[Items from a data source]
====================

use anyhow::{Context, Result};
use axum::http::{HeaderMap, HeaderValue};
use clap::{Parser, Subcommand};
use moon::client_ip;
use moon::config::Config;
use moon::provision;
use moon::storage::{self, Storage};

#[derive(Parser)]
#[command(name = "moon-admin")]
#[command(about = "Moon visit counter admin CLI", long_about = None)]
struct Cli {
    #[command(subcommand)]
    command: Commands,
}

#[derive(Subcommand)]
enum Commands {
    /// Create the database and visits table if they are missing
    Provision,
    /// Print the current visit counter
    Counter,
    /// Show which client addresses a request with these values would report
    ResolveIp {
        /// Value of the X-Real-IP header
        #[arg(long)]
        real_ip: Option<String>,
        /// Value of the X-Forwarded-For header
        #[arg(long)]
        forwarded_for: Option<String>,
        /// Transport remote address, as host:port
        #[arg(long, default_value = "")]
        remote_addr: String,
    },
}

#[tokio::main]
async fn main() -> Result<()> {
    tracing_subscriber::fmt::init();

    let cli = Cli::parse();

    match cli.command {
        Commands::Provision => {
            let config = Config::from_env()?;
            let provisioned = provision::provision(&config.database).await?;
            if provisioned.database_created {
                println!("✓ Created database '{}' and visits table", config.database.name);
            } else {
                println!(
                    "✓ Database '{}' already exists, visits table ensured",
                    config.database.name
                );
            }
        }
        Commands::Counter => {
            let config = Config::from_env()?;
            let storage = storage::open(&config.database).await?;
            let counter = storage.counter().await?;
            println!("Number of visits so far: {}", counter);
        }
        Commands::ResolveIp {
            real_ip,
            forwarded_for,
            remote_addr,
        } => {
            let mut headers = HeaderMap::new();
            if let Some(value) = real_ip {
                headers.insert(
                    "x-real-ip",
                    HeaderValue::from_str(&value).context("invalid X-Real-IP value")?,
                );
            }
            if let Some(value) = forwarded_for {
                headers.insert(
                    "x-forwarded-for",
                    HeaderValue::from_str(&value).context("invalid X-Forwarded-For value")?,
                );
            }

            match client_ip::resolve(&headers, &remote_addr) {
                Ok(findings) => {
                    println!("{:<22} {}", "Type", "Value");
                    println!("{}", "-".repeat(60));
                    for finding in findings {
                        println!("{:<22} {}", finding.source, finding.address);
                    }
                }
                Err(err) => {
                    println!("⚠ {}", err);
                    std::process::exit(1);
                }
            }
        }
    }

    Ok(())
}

====================

> _EXERCISE DESCRIPTION_: Please write out the entries above in full, exactly as they read.

> _ANSWER SECTION_:
use anyhow::{Context, Result};
use axum::http::{HeaderMap, HeaderValue};
use clap::{Parser, Subcommand};
use moon::client_ip;
use moon::config::Config;
use moon::provision;
use moon::storage::{self, Storage};

#[derive(Parser)]
#[command(name = "moon-admin")]
#[command(about = "Moon visit counter admin CLI", long_about = None)]
struct Cli {
    #[command(subcommand)]
    command: Commands,
}

#[derive(Subcommand)]
enum Commands {
    /// Create the database and visits table if they are missing
    Provision,
    /// Print the current visit counter
    Counter,
    /// Show which client addresses a request with these values would report
    ResolveIp {
        /// Value of the X-Real-IP header
        #[arg(long)]
        real_ip: Option<String>,
        /// Value of the X-Forwarded-For header
        #[arg(long)]
        forwarded_for: Option<String>,
        /// Transport remote address, as host:port
        #[arg(long, default_value = "")]
        remote_addr: String,
    },
}

#[tokio::main]
async fn main() -> Result<()> {
    tracing_subscriber::fmt::init();

    let cli = Cli::parse();

    match cli.command {
        Commands::Provision => {
            let config = Config::from_env()?;
            let provisioned = provision::provision(&config.database).await?;
            if provisioned.database_created {
                println!("✓ Created database '{}' and visits table", config.database.name);
            } else {
                println!(
                    "✓ Database '{}' already exists, visits table ensured",
                    config.database.name
                );
            }
        }
        Commands::Counter => {
            let config = Config::from_env()?;
            let storage = storage::open(&config.database).await?;
            let counter = storage.counter().await?;
            println!("Number of visits so far: {}", counter);
        }
        Commands::ResolveIp {
            real_ip,
            forwarded_for,
            remote_addr,
        } => {
            let mut headers = HeaderMap::new();
            if let Some(value) = real_ip {
                headers.insert(
                    "x-real-ip",
                    HeaderValue::from_str(&value).context("invalid X-Real-IP value")?,
                );
            }
            if let Some(value) = forwarded_for {
                headers.insert(
                    "x-forwarded-for",
                    HeaderValue::from_str(&value).context("invalid X-Forwarded-For value")?,
                );
            }

            match client_ip::resolve(&headers, &remote_addr) {
                Ok(findings) => {
                    println!("{:<22} {}", "Type", "Value");
                    println!("{}", "-".repeat(60));
                    for finding in findings {
                        println!("{:<22} {}", finding.source, finding.address);
                    }
                }
                Err(err) => {
                    println!("⚠ {}", err);
                    std::process::exit(1);
                }
            }
        }
    }

    Ok(())
}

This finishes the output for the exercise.